= Beginning of Section =

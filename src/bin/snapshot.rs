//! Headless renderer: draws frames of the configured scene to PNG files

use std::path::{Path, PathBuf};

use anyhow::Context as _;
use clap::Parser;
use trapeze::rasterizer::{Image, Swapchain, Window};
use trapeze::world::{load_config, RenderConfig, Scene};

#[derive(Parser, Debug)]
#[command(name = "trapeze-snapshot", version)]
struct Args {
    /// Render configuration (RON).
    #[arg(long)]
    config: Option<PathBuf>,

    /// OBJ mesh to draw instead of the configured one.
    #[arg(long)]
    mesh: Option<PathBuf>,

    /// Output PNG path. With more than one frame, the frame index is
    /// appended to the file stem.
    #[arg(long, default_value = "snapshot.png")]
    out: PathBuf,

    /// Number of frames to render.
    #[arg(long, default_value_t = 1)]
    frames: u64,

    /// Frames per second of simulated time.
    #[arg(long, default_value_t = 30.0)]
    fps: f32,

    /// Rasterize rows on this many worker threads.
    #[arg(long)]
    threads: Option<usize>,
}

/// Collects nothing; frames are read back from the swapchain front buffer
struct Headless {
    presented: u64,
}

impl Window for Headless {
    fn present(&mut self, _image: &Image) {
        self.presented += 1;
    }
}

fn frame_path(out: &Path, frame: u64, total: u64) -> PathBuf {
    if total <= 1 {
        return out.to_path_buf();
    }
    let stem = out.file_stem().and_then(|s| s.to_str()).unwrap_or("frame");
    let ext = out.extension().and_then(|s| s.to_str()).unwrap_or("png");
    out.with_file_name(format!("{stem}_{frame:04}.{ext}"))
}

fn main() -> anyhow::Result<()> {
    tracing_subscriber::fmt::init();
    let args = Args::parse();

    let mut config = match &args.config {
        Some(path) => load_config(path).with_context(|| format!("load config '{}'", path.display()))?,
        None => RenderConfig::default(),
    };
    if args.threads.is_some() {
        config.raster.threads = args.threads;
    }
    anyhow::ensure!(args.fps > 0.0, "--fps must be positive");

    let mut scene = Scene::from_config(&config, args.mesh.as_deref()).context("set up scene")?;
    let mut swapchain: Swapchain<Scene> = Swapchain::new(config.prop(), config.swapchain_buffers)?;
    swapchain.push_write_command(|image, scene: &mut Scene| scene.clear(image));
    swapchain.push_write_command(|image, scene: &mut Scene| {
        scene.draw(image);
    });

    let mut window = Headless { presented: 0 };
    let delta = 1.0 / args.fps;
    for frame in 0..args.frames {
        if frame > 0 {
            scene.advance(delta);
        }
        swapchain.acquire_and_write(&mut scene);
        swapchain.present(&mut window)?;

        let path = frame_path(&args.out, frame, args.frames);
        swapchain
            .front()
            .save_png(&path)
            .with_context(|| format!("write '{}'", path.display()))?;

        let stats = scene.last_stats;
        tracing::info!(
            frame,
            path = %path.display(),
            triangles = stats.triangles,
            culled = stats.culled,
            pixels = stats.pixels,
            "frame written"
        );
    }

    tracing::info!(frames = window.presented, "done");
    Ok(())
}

= End of Section =
= Beginning of Section =

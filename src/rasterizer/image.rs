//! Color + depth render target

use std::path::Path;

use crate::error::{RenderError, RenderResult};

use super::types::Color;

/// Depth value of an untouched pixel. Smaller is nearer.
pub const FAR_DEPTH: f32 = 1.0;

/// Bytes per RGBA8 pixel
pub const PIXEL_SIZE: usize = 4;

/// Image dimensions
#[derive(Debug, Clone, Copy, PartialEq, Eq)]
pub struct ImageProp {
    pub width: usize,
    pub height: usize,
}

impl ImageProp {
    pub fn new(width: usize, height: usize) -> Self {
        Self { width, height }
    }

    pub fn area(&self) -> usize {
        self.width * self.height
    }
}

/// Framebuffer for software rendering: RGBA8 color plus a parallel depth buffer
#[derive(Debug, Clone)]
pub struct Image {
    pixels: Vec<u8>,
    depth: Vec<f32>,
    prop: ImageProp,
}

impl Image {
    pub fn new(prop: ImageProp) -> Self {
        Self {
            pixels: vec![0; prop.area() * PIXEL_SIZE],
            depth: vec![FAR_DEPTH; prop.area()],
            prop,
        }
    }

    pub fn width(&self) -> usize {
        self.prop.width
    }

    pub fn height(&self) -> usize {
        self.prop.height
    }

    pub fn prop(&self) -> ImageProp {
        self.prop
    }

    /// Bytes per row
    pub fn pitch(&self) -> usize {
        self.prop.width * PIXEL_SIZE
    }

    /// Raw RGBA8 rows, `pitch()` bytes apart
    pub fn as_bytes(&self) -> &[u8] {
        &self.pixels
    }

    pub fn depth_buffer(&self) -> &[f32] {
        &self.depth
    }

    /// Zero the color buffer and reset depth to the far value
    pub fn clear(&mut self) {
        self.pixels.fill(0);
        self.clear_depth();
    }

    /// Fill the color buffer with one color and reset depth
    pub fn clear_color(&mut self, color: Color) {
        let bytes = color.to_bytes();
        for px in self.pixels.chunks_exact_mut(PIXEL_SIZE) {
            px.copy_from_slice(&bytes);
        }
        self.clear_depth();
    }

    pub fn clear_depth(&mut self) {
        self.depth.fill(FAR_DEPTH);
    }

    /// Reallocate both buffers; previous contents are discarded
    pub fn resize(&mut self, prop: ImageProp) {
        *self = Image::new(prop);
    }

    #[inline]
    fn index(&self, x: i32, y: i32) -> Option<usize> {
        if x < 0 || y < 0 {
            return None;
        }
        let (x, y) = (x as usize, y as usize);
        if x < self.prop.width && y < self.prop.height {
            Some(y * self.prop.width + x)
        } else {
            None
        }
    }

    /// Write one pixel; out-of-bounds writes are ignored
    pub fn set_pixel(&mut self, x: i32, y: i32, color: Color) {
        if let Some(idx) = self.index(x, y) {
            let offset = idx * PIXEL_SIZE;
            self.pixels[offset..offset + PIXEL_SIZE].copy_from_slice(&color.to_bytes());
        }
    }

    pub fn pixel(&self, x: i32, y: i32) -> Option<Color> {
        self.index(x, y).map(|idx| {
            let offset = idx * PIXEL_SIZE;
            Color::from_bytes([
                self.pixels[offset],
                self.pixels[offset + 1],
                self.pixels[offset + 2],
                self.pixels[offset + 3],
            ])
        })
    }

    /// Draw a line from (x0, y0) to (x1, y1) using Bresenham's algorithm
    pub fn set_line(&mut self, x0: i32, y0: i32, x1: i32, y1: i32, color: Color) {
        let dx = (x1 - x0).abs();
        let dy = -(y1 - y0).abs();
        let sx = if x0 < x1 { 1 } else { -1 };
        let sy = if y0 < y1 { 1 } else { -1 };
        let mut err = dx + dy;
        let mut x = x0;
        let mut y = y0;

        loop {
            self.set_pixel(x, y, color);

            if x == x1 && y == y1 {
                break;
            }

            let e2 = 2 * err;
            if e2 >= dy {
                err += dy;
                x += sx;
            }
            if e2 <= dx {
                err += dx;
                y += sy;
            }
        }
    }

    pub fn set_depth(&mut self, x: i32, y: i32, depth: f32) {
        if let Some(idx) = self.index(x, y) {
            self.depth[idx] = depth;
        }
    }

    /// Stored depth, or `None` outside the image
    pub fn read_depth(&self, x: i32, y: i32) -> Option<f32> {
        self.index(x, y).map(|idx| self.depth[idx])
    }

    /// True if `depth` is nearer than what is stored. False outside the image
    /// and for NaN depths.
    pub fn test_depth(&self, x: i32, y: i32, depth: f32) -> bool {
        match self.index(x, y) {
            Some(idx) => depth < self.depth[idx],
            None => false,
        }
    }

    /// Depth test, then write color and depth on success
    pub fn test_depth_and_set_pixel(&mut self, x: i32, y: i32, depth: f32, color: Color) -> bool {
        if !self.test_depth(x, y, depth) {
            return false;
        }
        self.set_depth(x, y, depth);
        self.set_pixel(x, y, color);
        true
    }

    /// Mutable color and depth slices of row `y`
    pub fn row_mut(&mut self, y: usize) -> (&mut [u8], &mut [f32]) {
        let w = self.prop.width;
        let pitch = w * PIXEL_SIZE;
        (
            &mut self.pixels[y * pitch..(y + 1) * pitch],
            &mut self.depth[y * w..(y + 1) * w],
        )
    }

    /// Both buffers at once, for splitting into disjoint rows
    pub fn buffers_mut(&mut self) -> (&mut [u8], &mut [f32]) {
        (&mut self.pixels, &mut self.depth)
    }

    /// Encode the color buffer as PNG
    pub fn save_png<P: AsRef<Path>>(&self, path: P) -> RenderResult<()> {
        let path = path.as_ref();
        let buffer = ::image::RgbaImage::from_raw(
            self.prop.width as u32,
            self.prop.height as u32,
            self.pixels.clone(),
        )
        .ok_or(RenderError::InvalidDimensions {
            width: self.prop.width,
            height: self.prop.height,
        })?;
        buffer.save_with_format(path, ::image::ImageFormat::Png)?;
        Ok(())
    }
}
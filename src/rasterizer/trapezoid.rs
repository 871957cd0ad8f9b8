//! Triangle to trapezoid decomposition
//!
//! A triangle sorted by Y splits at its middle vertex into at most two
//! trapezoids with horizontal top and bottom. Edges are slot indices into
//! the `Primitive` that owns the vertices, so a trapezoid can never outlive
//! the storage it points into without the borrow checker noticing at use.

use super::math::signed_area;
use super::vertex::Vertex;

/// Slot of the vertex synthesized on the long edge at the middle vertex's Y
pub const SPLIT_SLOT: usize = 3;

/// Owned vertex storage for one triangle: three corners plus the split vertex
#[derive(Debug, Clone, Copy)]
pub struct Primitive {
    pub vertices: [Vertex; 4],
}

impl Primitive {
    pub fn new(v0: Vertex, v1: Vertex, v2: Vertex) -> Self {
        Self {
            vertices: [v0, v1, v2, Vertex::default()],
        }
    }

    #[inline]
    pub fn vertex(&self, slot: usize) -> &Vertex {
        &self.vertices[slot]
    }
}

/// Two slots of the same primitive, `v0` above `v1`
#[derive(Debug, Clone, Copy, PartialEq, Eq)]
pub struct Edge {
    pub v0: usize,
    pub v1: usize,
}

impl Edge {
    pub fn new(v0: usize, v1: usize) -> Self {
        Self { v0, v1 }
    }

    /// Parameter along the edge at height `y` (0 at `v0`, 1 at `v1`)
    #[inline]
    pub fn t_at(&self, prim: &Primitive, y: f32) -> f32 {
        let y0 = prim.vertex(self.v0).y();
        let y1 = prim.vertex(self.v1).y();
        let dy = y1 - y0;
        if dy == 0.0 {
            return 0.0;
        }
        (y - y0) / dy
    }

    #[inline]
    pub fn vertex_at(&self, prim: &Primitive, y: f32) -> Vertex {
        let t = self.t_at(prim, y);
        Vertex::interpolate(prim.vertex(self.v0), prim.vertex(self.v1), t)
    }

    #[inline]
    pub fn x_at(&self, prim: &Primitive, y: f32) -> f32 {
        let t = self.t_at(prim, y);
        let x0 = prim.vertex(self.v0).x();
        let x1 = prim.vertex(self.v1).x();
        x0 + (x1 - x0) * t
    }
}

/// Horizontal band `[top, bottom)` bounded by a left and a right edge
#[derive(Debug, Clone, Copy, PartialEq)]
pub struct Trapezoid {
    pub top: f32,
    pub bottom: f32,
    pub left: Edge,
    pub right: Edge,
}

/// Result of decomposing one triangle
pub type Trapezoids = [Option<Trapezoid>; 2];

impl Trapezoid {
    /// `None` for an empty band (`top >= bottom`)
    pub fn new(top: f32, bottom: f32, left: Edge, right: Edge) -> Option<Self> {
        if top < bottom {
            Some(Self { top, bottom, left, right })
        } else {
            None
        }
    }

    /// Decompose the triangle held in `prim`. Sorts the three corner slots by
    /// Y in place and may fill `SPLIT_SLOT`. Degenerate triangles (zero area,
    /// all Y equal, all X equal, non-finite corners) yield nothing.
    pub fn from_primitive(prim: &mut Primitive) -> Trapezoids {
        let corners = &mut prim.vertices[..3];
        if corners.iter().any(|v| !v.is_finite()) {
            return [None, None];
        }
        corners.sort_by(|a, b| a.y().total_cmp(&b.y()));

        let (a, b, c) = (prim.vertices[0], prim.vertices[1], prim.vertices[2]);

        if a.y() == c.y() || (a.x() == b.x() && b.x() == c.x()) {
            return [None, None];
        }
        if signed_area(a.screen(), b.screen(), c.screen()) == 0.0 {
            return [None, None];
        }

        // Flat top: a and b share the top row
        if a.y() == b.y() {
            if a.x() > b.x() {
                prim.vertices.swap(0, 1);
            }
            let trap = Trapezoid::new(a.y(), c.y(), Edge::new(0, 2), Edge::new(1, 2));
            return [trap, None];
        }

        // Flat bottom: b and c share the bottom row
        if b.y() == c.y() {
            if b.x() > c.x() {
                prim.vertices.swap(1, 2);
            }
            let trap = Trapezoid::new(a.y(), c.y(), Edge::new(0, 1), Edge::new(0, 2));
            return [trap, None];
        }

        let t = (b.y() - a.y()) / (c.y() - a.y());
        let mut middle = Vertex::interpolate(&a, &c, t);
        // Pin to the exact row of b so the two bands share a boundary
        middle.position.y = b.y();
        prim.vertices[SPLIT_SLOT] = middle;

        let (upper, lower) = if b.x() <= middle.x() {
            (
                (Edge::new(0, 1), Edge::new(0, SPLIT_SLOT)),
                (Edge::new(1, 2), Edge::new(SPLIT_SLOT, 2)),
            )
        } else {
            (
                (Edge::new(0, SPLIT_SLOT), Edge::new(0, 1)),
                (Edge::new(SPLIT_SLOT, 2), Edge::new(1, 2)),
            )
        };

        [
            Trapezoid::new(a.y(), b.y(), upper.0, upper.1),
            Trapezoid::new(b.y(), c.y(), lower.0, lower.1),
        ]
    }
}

= End of Section =

● Exercise requirements
Only the lines containing the word "RenderError" should be returned from the data above.

● Response to this exercise
use crate::error::{RenderError, RenderResult};
        .ok_or(RenderError::InvalidDimensions {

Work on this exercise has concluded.